Régime complémentaire – ARRCO-AGIRC
- Le remariage supprime définitivement le droit à la réversion.
- Aucune condition de ressources ne s’applique.
- Ce régime dépend uniquement de la situation matrimoniale.
D’où des situations complexes : il est parfois possible de toucher la réversion CARSAT, mais pas la réversion ARRCO-AGIRC, ce qui explique les recherches fréquentes sur le sujet du remariage et pension de réversion.
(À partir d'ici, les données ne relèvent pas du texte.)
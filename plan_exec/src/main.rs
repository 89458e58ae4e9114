//! Main planner executable entry point.
//!
//! # Architecture
//!
//! The general execution methodology consists of:
//!
//!     - Initialise the session, logging and parameters
//!     - Initialise the data store and the supervisor
//!     - Main loop:
//!         - Drain the ingress channel (ingestion and bookkeeping only)
//!         - Tick the supervisor (search, corridors, optimization,
//!           deconfliction run inline here)
//!         - Forward egress messages to the transport adapters
//!
//! Transport adapters (the processes or threads converting wire messages
//! into [`IngressMsg`] values and consuming [`Egress`] values) are out of
//! scope of this executable; they receive the channel endpoints created
//! here.

// ---------------------------------------------------------------------------
// IMPORTS
// ---------------------------------------------------------------------------

// External
use color_eyre::{
    eyre::{eyre, WrapErr},
    Report,
};
use log::{debug, info, warn};
use std::env;
use std::sync::mpsc;
use std::time::{Duration, Instant};

// Internal
use comms_if::ingress::IngressMsg;
use plan_lib::{data_store::DataStore, params::PlanExecParams, sup::Supervisor};
use util::{
    logger::{logger_init, LevelFilter},
    session::{self, Session},
};

// ---------------------------------------------------------------------------
// CONSTANTS
// ---------------------------------------------------------------------------

/// Target period of one cycle.
const CYCLE_PERIOD_S: f64 = 0.10;

/// Depth of the bounded ingress channel.
const INGRESS_CHANNEL_DEPTH: usize = 256;

/// Number of cycles between occupancy cloud publications.
const OCC_CLOUD_CYCLE_DIVIDER: u64 = 10;

// ---------------------------------------------------------------------------
// FUNCTIONS
// ---------------------------------------------------------------------------

/// Executable main function, entry point.
fn main() -> Result<(), Report> {
    // ---- EARLY INITIALISATION ----

    let session = Session::new("plan_exec", "sessions")
        .wrap_err("Failed to create the session")?;

    logger_init(LevelFilter::Info, &session)
        .map_err(|e| eyre!("Failed to initialise logging: {:?}", e))?;

    info!("Talos UAV Planning Executable\n");
    info!("Session directory: {:?}\n", session.session_root);

    // ---- LOAD PARAMETERS ----

    let args: Vec<String> = env::args().collect();
    let params_path = match args.len() {
        1 => "plan_exec.toml".to_string(),
        2 => args[1].clone(),
        _ => {
            return Err(eyre!(
                "Expected either zero or one argument, found {}",
                args.len() - 1
            ))
        }
    };

    let params: PlanExecParams =
        util::params::load(&params_path).wrap_err("Could not load planner params")?;

    info!("Parameters loaded from {:?}", params_path);

    // ---- INITIALISE MODULES ----

    let mut ds = DataStore::new(params.clone()).wrap_err("Failed to initialise the data store")?;
    let mut sup = Supervisor::new(params);

    info!("Module initialisation complete\n");

    // ---- INITIALISE INGRESS ----

    // The sender half is handed to the transport adapters; keeping one here
    // stops the channel from disconnecting when no adapter is attached.
    let (ingress_tx, ingress_rx) = mpsc::sync_channel::<IngressMsg>(INGRESS_CHANNEL_DEPTH);
    let _ingress_tx = ingress_tx;

    // ---- MAIN LOOP ----

    info!("Begining main loop\n");

    let mut skip_tick = false;

    loop {
        let cycle_start_instant = Instant::now();
        let now_s = session::get_elapsed_seconds();

        // ---- DATA INPUT ----

        // Ingestion only; planning never runs here
        while let Ok(msg) = ingress_rx.try_recv() {
            ds.ingest(&msg, now_s);
        }

        // ---- SUPERVISOR ----

        if skip_tick {
            // The previous cycle overran its budget; coalesce by skipping
            // this one
            skip_tick = false;
        } else {
            let egress = sup.tick(&mut ds, now_s);

            for msg in &egress {
                // Forwarding to the transport adapters happens here; without
                // any attached, publications are traced for introspection
                debug!("Egress: {:?}", msg);
            }

            if ds.num_cycles % OCC_CLOUD_CYCLE_DIVIDER == 0 && ds.risk_map.is_updated() {
                let cloud = ds.risk_map.publish();
                debug!("Occupancy cloud: {} points", cloud.points_m.len());
            }
        }

        // ---- CYCLE MANAGEMENT ----

        let elapsed_s = cycle_start_instant.elapsed().as_secs_f64();
        if elapsed_s > CYCLE_PERIOD_S {
            ds.num_consec_cycle_overruns += 1;
            skip_tick = true;
            warn!(
                "Cycle overran its budget ({:.3} s > {:.3} s), skipping next tick \
                 ({} consecutive overruns)",
                elapsed_s, CYCLE_PERIOD_S, ds.num_consec_cycle_overruns
            );
        } else {
            ds.num_consec_cycle_overruns = 0;
            std::thread::sleep(Duration::from_secs_f64(CYCLE_PERIOD_S - elapsed_s));
        }
    }
}
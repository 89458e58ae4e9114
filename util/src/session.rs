//! Session management
//!
//! A session is a single run of one of the executables. Each session owns a
//! directory under `sessions/` holding the log file and any data products,
//! and the session epoch is the time base for all message stamps.

// ---------------------------------------------------------------------------
// IMPORTS
// ---------------------------------------------------------------------------

// External imports
use chrono::{DateTime, Utc};
use conquer_once::OnceCell;
use std::fs;
use std::path::PathBuf;
use thiserror::Error;

// Internal imports
use crate::time;

// ---------------------------------------------------------------------------
// STATICS
// ---------------------------------------------------------------------------

static SESSION_EPOCH: OnceCell<DateTime<Utc>> = OnceCell::uninit();

// ---------------------------------------------------------------------------
// CONSTANTS
// ---------------------------------------------------------------------------

/// A chrono format string which diplays a timestamp. See
/// https://docs.rs/chrono/0.4.11/chrono/format/strftime/index.html for more
/// information.
const TIMESTAMP_FORMAT: &'static str = "%Y%m%d_%H%M%S";

/// Environment variable pointing at the software root directory.
const SW_ROOT_ENV_VAR: &'static str = "TALOS_SW_ROOT";

// ---------------------------------------------------------------------------
// DATA STRUCTURES
// ---------------------------------------------------------------------------

/// A struct storing information about the current session
pub struct Session {
    /// The root directory for this session
    pub session_root: PathBuf,

    /// The path to the session's log file
    pub log_file_path: PathBuf,
}

// ---------------------------------------------------------------------------
// ENUMERATIONS
// ---------------------------------------------------------------------------

/// Possible errors associated with the session module.
#[derive(Error, Debug)]
pub enum SessionError {
    #[error("Cannot create the session directory: {0}")]
    CannotCreateDir(std::io::Error),

    #[error(
        "Cannot initialise the session epoch, have you already initialised the\
         session? (conquer_once error: {0})"
    )]
    CannotInitEpoch(conquer_once::TryInitError),

    #[error("Cannot get the epoch time, did you forget to initialise the session?")]
    CannotGetEpoch,
}

// ---------------------------------------------------------------------------
// IMPLEMENTATIONS
// ---------------------------------------------------------------------------

impl Session {
    /// Start a new session within the given directory.
    ///
    /// This will create a new session directory named `{exec_name}_{timestamp}`
    /// under `$TALOS_SW_ROOT/{sessions_dir}`, or under the current working
    /// directory if the root variable is not set.
    pub fn new(exec_name: &str, sessions_dir: &str) -> Result<Self, SessionError> {
        // Set the session epoch
        match SESSION_EPOCH.try_init_once(|| Utc::now()) {
            Ok(_) => (),
            Err(e) => return Err(SessionError::CannotInitEpoch(e)),
        };

        // Format the session epoch as a timestamp
        let timestamp = match SESSION_EPOCH.get() {
            Some(e) => e.format(TIMESTAMP_FORMAT),
            None => return Err(SessionError::CannotGetEpoch),
        };

        // Get the root directory, falling back on the cwd
        let root: PathBuf = match std::env::var(SW_ROOT_ENV_VAR) {
            Ok(r) => PathBuf::from(r),
            Err(_) => PathBuf::from("."),
        };

        // Create the session path
        let mut path: PathBuf = root;
        path.push(String::from(sessions_dir));
        path.push(format!("{}_{}", exec_name, timestamp));

        // Create the directory
        match fs::create_dir_all(path.clone()) {
            Ok(_) => (),
            Err(e) => return Err(SessionError::CannotCreateDir(e)),
        };

        // Create the log file path
        let mut log_file_path = path.clone();
        log_file_path.push(format!("{}.log", exec_name));

        // Build the session struct
        Ok(Session {
            session_root: path,
            log_file_path,
        })
    }
}

// ---------------------------------------------------------------------------
// PUBLIC FUNCTIONS
// ---------------------------------------------------------------------------

/// Get the number of seconds elapsed since the start of the session.
///
/// # Panics
/// - This function will panic if the session epoch has not been
///   initialised, which is performed on creating a new Session instance.
pub fn get_elapsed_seconds() -> f64 {
    match SESSION_EPOCH.get() {
        Some(e) => {
            let elapsed = Utc::now() - *e;
            match time::duration_to_seconds(elapsed) {
                Some(s) => s,
                None => std::f64::NAN,
            }
        }
        None => panic!("Cannot get the session epoch!"),
    }
}

/// Return a reference to the session's epoch.
///
/// # Panics
/// - This function will panic if the session epoch has not been
///   initialised, which is performed on creating a new Session instance.
pub fn get_epoch() -> &'static DateTime<Utc> {
    match SESSION_EPOCH.get() {
        Some(e) => e,
        None => panic!("Cannot get the session epoch!"),
    }
}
Pension de réversion ex-conjoint à Strasbourg : un droit réel et encadré
Lorsque l’assuré décédé a été marié plusieurs fois, la pension de réversion ex-conjoint existe bel et bien.
La règle est la même dans les deux régimes :
- Le partage se fait au prorata de la durée de chaque mariage.
- Le statut d’ex-conjoint n’annule pas le droit.
- Un conjoint actuel et un ex-conjoint peuvent percevoir chacun une part.
C’est le principe central du partage de la pension de réversion.
Pension de réversion et enfants : un rôle très limité
Les enfants :
- ne touchent pas la pension de réversion,
- mais peuvent intervenir dans certains calculs (allocation veuvage, ressources pour le régime général).
Les enfants ne participent jamais au partage entre conjoints ou ex-conjoints.
Cumul de pensions de réversion : possible mais encadré
Le cumul peut exister :
- pension personnelle + pension de réversion,
- plusieurs pensions de réversion si les conjoints successifs relevaient de régimes différents.
Limites importantes :
- Le régime général (CARSAT) contrôle les ressources.
- Le régime complémentaire limite surtout via la situation matrimoniale (interdiction en cas de remariage).
On parle souvent de cumul pension de réversion, mais les règles changent selon les régimes.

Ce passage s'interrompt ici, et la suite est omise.